PI3Kβ depletion induces tumor regression in a PTEN-mutant UBC

To determine whether UBC also require PI3Kβ for tumor growth in vivo, we treated 639V xenografts with siPIK3CB. Tumors grew exponentially and when they reached ~75 mm3, they were treated by i.t. injection of PBS, liposomes, or liposomes plus control or siPIK3CB (50pmol/mm3). Although liposomes decelerated tumor growth, siPIK3CB was able to induce a partial tumor regression (Figure 4a). Considering that liposomes decelerated tumor growth, to confirm the effect of depleting PIK3CB in an alternative method, we generated tumors using 639V cells that expressed doxy-inducible shPIK3CB. When tumors were ~75 mm3, mice were treated by addition of doxy in the drinking water (4 mg/ml) for two weeks. PI3Kβ depletion was partial (see below); nonetheless, tumors from untreated mice grew exponentially, while tumors from doxy-treated mice failed to grow or reduced its size (~50%) (Figure 4b). We also treated the tumors by i.p. injection with the PI3Kβ inhibitor AZD8186 [20] (40 mg/kg, every 12 h, 16 days). Pharmacological inhibition only moderately decelerated tumor growth (Figure 4c) and was associated with greater toxicity as 20% of treated mice had to be sacrificed prematurely due to weight loss.

PI3Kβ depletion in the tumors induced caspase 3 cleavage, reduced PI3Kβ expression and decreased PCNA levels in chromatin; it also slightly lowered pPKB levels; AZD8186 treatment reduced pPKB and PCNA chromatin binding and had a low effect on caspase 3 (Figure 4d). PIK3CB shRNA only partially depleted PI3Kβ; optimal PIK3CB depletion might have yielded additional effects. Histopathology analysis showed a moderate inflammatory infiltration in liposome-treated samples, few necrotic cells in controls and a large percentage of dead cells in siPIK3CB-treated tumors (50-100%) (Figure 4e). This analysis shows that PI3Kβ depletion reduced UBC tumor growth more markedly than PI3Kβ inhibition.

E-cad/N-cad expression determines PTEN-mutant UBC dependence on PI3Kβ

PI3Kβ depletion in UBC showed that PTEN loss of function is necessary but not sufficient for PI3Kβ dependence. We compared the TP53 mutation status [33] and E-cad levels in the UBC lines. Of the six lines exhibiting PTEN loss of function, the four PI3Kβ-dependent cells had little or no E-cad, and expressed 90 or 130 kDa N-cad forms; in contrast, the siPIK3CB-resistant cells (UMUC-9 and -7) expressed high E-cad levels (Figure 5a), suggesting that also in UBC low E-cad expression is needed for PI3Kβ dependence.

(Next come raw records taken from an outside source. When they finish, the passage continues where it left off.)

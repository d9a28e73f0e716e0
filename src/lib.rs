//! # Trellis
//!
//! **Trellis** is a table-driven request dispatcher for Rust: a declarative
//! route table is compiled into an immutable segment trie, and incoming
//! requests are dispatched through it with layered argument resolution,
//! powered by the `may` coroutine runtime.
//!
//! ## Overview
//!
//! Routes are declared as a nested table - route entries
//! `[method, path, handler, middleware?, ...]` grouped under scope entries
//! `[prefix, middleware?, entries...]` - and compiled in three passes:
//!
//! ```text
//! RouteTable ──normalize──▶ Vec<FlatRoute> ──analyze──▶ Vec<AnalyzedHandler>
//!                                                            │
//!                                              Router::compile│
//!                                                            ▼
//!                               Dispatcher ◀── immutable dispatch trie
//! ```
//!
//! - **[`spec`]** - route value types, the nested table grammar, and the
//!   normalizer that flattens it (prefix concatenation, middleware
//!   inheritance, deterministic ordering)
//! - **[`catalog`]** - the handler catalog collaborator: module identifier
//!   → exported handler descriptors, plus the verb-name convention scan
//! - **[`analyzer`]** - per-entry analysis: catalog resolution, metadata
//!   merging, parameter classification, resolver-override merging
//! - **[`resolver`]** - the two-layered argument-resolver registry and the
//!   five-rule precedence algorithm
//! - **[`router`]** - the compiled dispatch trie (literal children, one
//!   variable child per node, accumulated leaf lists keyed by method)
//! - **[`dispatcher`]** - the runtime state machine: segment walk, leaf
//!   selection with filters and ambiguity detection, handler invocation
//! - **[`middleware`]** - compile-time handler decorators
//! - **[`typed`]** - type-safe handler adapters
//!
//! ## Quick Start
//!
//! ```no_run
//! use trellis::catalog::{HandlerDescriptor, ParamSpec, StaticCatalog, ModuleExports};
//! use trellis::dispatcher::{Dispatcher, HandlerKind, HandlerResponse, Request};
//! use trellis::resolver::ResolverRegistry;
//! use trellis::runtime_config::RuntimeConfig;
//! use trellis::spec::{route, HandlerRef, MethodKey, RouteTable};
//! use http::Method;
//! use serde_json::json;
//!
//! let show = HandlerDescriptor::new(
//!     "show",
//!     HandlerKind::sync(|_req, args| HandlerResponse::json(200, json!({ "id": args[0] }))),
//!     vec![ParamSpec::named("id")],
//! );
//! let catalog = StaticCatalog::new()
//!     .module("widgets", ModuleExports::default().export(show));
//!
//! let table = RouteTable::new(vec![
//!     route(
//!         MethodKey::Method(Method::GET),
//!         "/widgets/{id}",
//!         HandlerRef::catalog("widgets", "show"),
//!     )
//!     .into(),
//! ]);
//!
//! let dispatcher = Dispatcher::compile(
//!     &table,
//!     &catalog,
//!     &ResolverRegistry::with_defaults(),
//!     RuntimeConfig::from_env(),
//! )
//! .expect("compile route table");
//!
//! let outcome = dispatcher.dispatch(Request::new(Method::GET, "/widgets/42"));
//! ```
//!
//! ## Dispatch semantics
//!
//! - The trie walk matches literal segments before the variable child and
//!   never backtracks; a miss is a first-class not-found outcome.
//! - Leaf lists accumulate, so several handlers may share a path and
//!   method; their request filters disambiguate per request. Two or more
//!   surviving candidates is a configuration defect reported as an
//!   ambiguous-match error - never resolved by arbitrary selection.
//! - Each handler's declared parameters are resolved once at compile time
//!   into an ordered list of resolver functions; route-path variables bind
//!   by precomputed positional index.
//!
//! ## Runtime Considerations
//!
//! Trellis uses the `may` coroutine runtime, not tokio or async-std. The
//! compiled trie and all leaves are immutable and safe for unsynchronized
//! concurrent reads; dispatch writes only request-scoped data. Coroutine
//! stack size and dispatch mode are configured via `TRELLIS_STACK_SIZE`
//! and `TRELLIS_DISPATCH_MODE` (see [`runtime_config`]).

pub mod analyzer;
pub mod catalog;
pub mod dispatcher;
mod echo;
pub mod error;
pub mod ids;
pub mod middleware;
pub mod resolver;
pub mod router;
pub mod runtime_config;
pub mod spec;
pub mod typed;

pub use echo::echo_handler;
pub use error::{CompileError, DispatchError};
pub use spec::{route, scope, HandlerRef, MethodKey, RouteSpec, RouteTable};
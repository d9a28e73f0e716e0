use std::sync::Arc;
use std::time::Instant;

use tracing::{info, info_span};

use super::Middleware;
use crate::dispatcher::{BoxedHandler, HandlerRequest};

/// Logs entry and exit of the wrapped handler inside a request span.
///
/// For an asynchronous handler the exit line marks hand-off to the pending
/// computation, not response delivery; response latency is logged by the
/// dispatcher when the reply arrives.
pub struct TracingMiddleware;

impl Middleware for TracingMiddleware {
    fn wrap(&self, next: BoxedHandler) -> Option<BoxedHandler> {
        Some(Arc::new(move |req: HandlerRequest| {
            let span = info_span!(
                "request",
                request_id = %req.request_id,
                method = %req.method,
                path = %req.path,
                endpoint = %req.endpoint
            );
            let _guard = span.enter();
            let start = Instant::now();
            next(req);
            info!(
                elapsed_us = start.elapsed().as_micros() as u64,
                "handler returned"
            );
        }))
    }
}
//! Tests for the route spec model: segment ordering, route spec
//! comparison, and the path string round-trip.

use http::Method;
use trellis::spec::{format_path, parse_path, MethodKey, PathSegment, RouteSpec};

mod common;

#[test]
fn test_compare_equal_iff_identical_segments_and_kinds() {
    let a = RouteSpec::parse(common::get(), "/w/{id}/x").unwrap();
    let b = RouteSpec::parse(common::get(), "/w/{id}/x").unwrap();
    assert_eq!(a.cmp(&b), std::cmp::Ordering::Equal);
    assert_eq!(a, b);

    // Same shape, different kind at position 1.
    let c = RouteSpec::parse(common::get(), "/w/id/x").unwrap();
    assert_ne!(a, c);
    assert_ne!(a.cmp(&c), std::cmp::Ordering::Equal);
}

#[test]
fn test_variable_sorts_before_literal_regardless_of_name() {
    let var = PathSegment::Variable("zzzz".to_string());
    let lit = PathSegment::Literal("aaaa".to_string());
    assert!(var < lit);

    let spec_var = RouteSpec::parse(common::get(), "/w/{zzzz}").unwrap();
    let spec_lit = RouteSpec::parse(common::get(), "/w/aaaa").unwrap();
    assert!(spec_var < spec_lit);
}

#[test]
fn test_two_variables_compare_by_name() {
    let a = RouteSpec::parse(common::get(), "/w/{alpha}").unwrap();
    let b = RouteSpec::parse(common::get(), "/w/{beta}").unwrap();
    assert!(a < b);
}

#[test]
fn test_prefix_sequence_sorts_first() {
    let short = RouteSpec::parse(common::get(), "/w").unwrap();
    let long = RouteSpec::parse(common::get(), "/w/{id}").unwrap();
    assert!(short < long);
}

#[test]
fn test_method_breaks_remaining_ties() {
    let get = RouteSpec::parse(common::get(), "/w").unwrap();
    let post = RouteSpec::parse(common::post(), "/w").unwrap();
    let any = RouteSpec::parse(MethodKey::Any, "/w").unwrap();
    assert!(get < post);
    assert!(any < get, "any-method marker sorts before concrete verbs");
}

#[test]
fn test_route_spec_string_round_trip() {
    for pattern in ["/", "/widgets", "/widgets/{id}", "/a/{b}/c/{d}", "/x/y/z"] {
        let spec = RouteSpec::parse(MethodKey::Method(Method::PUT), pattern).unwrap();
        let rendered = format_path(&spec.path);
        let reparsed = RouteSpec::parse(MethodKey::Method(Method::PUT), &rendered).unwrap();
        assert_eq!(spec, reparsed, "round trip failed for `{pattern}`");
    }
}

#[test]
fn test_display_form() {
    let spec = RouteSpec::parse(common::get(), "/widgets/{id}").unwrap();
    assert_eq!(spec.to_string(), "GET /widgets/{id}");
    assert_eq!(
        RouteSpec::parse(MethodKey::Any, "/").unwrap().to_string(),
        "* /"
    );
}

#[test]
fn test_variable_names_in_path_order() {
    let spec = RouteSpec::parse(common::get(), "/a/{b}/c/{d}").unwrap();
    assert_eq!(spec.variable_names(), vec!["b".to_string(), "d".to_string()]);
}

#[test]
fn test_parse_path_normalizes_slashes() {
    assert_eq!(parse_path("widgets").unwrap(), parse_path("/widgets/").unwrap());
}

Pten loss of function cooperates with Lkb1 or Tp53 mutations to initiate EMT, which is associated with E-cad loss and N-cad expression [29, 34]. Using the Cancer Genome Atlas UBC tumor collection, we evaluated whether PTEN loss of function was linked to E-cad (CDH1) downregulation or N-cad (CDH2) expression. PTEN alterations in UBC were associated with CDH2 upregulation (P = 0.01, www.cbioportal.org) (Supplementary Figure S4). Of the samples with altered PTEN and CDH1, 75% showed parallel gain or loss of function in both genes; in contrast, 75% of samples with alterations in PTEN and CDH2 showed an inverse pattern of alterations in both genes (Figure 5b). This suggests that PTEN loss of function is associated to E-cad loss and N-cad upregulation in UBC.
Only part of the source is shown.